- _What is required_: In the data that follows, every line containing the word "seeded" should be returned.

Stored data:
================================
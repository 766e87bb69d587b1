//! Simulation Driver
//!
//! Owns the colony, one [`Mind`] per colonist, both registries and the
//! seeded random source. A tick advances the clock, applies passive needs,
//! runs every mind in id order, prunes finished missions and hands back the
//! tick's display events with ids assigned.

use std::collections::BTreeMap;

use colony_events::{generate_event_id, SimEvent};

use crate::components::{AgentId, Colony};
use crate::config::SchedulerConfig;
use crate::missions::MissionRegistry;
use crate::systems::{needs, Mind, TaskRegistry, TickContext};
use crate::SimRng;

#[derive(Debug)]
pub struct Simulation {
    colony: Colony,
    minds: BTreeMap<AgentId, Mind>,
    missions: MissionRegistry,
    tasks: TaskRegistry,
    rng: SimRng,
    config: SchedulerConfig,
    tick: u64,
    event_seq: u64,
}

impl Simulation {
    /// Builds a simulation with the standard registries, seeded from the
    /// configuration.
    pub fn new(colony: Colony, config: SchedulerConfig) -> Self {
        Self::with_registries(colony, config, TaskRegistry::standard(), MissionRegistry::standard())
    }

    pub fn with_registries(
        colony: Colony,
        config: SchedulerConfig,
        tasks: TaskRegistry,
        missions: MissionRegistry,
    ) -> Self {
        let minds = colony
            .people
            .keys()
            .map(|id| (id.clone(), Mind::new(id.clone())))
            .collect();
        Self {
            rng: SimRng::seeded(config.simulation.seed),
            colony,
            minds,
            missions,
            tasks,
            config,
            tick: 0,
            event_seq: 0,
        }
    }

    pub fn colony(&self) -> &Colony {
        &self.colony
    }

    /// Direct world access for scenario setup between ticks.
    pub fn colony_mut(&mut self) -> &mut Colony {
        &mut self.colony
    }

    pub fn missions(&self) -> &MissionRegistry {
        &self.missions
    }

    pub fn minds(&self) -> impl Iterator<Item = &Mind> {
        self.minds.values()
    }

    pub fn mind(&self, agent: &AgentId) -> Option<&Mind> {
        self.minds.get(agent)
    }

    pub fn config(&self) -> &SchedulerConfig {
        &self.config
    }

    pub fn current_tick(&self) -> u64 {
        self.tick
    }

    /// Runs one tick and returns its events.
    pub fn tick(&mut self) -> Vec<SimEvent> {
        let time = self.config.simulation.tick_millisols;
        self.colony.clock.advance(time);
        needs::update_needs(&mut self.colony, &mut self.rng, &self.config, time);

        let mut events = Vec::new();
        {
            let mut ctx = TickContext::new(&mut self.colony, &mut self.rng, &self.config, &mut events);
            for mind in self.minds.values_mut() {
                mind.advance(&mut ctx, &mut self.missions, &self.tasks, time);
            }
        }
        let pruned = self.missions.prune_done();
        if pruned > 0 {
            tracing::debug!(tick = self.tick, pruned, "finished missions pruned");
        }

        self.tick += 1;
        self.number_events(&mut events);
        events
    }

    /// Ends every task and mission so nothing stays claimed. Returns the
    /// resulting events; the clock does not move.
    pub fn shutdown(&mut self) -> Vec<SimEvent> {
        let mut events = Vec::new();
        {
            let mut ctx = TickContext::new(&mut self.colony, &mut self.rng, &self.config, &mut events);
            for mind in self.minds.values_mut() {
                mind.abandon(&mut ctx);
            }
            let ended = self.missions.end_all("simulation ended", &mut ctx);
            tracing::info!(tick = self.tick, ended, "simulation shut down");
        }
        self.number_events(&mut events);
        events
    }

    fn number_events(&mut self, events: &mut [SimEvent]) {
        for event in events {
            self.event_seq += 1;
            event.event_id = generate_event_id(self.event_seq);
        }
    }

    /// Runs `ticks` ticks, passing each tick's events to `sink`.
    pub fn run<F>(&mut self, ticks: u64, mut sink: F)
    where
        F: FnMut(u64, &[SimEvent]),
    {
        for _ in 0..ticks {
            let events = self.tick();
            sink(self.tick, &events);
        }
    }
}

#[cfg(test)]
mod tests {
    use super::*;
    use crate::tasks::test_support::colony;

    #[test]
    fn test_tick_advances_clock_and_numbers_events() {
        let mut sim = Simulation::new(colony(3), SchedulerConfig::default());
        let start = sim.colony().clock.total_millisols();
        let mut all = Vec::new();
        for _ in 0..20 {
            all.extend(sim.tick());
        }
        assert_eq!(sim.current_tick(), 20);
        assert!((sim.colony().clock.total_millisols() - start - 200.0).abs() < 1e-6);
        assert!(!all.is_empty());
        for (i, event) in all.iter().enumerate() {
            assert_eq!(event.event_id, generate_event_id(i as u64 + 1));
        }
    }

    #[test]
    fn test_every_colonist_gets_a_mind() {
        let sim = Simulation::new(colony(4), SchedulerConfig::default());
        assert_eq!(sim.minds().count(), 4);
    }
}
================================
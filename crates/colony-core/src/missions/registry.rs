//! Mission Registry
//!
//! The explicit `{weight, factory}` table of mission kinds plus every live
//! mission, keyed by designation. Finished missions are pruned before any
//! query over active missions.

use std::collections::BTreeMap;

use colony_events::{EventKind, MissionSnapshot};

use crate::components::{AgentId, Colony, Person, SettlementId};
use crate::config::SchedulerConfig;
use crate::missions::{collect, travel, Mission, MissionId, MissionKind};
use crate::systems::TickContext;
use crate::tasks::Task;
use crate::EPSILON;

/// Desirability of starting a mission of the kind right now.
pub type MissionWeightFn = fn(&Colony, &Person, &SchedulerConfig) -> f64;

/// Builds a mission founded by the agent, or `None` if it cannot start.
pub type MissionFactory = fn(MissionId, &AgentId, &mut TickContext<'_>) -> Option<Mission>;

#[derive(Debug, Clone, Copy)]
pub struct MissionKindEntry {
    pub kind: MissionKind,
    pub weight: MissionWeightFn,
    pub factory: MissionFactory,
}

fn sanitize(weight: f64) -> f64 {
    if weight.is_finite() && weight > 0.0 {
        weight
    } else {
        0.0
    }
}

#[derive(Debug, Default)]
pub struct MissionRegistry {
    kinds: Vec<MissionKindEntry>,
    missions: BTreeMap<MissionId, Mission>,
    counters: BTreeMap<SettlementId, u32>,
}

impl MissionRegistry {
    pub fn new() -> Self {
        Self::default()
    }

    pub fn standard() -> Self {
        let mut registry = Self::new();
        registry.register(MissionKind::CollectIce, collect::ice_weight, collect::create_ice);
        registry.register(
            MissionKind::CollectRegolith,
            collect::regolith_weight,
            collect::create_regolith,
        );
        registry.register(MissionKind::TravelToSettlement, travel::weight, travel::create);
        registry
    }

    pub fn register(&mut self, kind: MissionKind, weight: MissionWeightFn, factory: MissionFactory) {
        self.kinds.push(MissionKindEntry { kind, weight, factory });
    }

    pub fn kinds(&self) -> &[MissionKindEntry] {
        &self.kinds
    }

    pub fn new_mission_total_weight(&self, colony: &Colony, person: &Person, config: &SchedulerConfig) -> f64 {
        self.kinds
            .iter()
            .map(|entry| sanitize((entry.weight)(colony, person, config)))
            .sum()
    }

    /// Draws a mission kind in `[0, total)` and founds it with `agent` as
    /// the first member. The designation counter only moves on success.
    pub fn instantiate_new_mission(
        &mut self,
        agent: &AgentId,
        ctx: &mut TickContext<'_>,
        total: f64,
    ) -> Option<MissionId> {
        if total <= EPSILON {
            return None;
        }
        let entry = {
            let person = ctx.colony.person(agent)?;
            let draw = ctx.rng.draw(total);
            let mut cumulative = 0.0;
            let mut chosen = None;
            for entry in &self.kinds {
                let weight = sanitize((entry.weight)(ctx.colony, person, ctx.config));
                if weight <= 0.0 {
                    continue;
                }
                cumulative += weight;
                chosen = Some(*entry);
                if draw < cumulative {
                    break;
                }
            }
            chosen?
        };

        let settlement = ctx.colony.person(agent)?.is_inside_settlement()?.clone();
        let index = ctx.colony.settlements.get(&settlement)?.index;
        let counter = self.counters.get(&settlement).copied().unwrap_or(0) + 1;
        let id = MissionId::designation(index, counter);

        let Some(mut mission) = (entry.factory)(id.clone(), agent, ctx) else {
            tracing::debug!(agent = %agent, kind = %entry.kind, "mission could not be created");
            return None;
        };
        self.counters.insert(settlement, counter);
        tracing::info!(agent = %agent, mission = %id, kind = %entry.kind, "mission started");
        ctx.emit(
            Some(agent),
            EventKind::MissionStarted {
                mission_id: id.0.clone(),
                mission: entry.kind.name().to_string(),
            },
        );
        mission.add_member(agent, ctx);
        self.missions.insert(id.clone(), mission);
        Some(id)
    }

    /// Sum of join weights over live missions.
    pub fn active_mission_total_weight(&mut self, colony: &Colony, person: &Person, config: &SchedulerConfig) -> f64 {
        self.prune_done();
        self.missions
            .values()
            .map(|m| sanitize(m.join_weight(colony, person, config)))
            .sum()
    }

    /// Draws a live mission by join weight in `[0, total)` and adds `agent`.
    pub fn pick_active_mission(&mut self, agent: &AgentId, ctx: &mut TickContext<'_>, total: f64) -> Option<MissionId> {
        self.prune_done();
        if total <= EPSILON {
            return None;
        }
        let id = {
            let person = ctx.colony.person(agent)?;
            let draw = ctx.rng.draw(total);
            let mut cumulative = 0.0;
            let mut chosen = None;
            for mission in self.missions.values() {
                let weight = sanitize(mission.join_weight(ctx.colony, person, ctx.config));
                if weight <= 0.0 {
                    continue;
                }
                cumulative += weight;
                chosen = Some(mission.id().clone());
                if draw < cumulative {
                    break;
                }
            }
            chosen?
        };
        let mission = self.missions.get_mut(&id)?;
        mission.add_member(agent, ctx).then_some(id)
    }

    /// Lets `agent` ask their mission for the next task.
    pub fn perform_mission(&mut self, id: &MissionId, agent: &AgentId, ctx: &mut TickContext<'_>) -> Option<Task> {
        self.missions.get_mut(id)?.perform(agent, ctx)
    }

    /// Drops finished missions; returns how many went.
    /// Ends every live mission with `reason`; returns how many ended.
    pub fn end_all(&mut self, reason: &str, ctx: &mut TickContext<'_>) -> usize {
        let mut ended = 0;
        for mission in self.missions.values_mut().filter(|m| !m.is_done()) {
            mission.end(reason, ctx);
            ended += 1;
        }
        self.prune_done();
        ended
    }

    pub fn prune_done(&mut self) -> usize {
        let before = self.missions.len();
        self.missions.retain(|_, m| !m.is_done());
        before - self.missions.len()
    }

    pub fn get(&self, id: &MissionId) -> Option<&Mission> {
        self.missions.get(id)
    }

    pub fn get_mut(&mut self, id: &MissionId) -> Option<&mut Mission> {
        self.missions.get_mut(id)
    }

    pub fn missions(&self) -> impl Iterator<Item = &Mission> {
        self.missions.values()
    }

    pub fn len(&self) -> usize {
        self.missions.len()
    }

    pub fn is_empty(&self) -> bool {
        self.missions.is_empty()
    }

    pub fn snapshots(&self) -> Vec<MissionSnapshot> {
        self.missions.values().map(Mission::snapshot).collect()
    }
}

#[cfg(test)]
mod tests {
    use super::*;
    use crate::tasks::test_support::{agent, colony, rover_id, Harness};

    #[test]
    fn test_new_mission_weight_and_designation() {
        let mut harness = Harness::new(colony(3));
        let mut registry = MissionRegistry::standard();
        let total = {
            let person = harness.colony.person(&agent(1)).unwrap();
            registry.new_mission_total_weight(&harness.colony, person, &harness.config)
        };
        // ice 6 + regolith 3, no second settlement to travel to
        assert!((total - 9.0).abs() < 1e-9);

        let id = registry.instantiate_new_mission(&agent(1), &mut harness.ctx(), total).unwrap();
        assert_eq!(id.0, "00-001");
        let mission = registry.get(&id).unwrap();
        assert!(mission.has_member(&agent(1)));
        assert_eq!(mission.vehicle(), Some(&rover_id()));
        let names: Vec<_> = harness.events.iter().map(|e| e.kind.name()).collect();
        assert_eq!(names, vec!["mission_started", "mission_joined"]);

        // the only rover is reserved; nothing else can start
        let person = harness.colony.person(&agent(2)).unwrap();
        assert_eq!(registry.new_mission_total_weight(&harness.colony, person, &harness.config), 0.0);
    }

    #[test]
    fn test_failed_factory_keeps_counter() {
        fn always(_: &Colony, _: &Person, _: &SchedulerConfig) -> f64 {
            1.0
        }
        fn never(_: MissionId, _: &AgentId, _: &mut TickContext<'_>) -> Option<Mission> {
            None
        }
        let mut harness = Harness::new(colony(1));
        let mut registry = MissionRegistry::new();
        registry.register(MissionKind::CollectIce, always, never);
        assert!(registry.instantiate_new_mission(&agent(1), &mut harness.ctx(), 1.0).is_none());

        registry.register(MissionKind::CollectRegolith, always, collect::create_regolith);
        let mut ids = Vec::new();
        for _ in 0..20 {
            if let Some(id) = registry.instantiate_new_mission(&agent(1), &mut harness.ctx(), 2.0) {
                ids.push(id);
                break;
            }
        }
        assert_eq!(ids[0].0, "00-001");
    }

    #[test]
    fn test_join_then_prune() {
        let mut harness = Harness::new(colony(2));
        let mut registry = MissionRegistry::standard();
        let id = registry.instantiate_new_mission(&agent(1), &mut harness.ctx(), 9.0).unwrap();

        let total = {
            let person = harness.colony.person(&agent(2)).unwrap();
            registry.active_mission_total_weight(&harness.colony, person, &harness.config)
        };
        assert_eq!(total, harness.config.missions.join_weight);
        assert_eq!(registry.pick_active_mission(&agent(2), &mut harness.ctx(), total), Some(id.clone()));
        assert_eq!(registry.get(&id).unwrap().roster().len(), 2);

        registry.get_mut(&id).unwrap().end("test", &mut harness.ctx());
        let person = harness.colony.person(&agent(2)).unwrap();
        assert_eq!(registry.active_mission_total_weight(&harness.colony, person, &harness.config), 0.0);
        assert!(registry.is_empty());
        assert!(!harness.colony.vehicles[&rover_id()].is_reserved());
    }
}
================================
- _Exercise response_:
//! seeded random source. A tick advances the clock, applies passive needs,
    /// Builds a simulation with the standard registries, seeded from the
            rng: SimRng::seeded(config.simulation.seed),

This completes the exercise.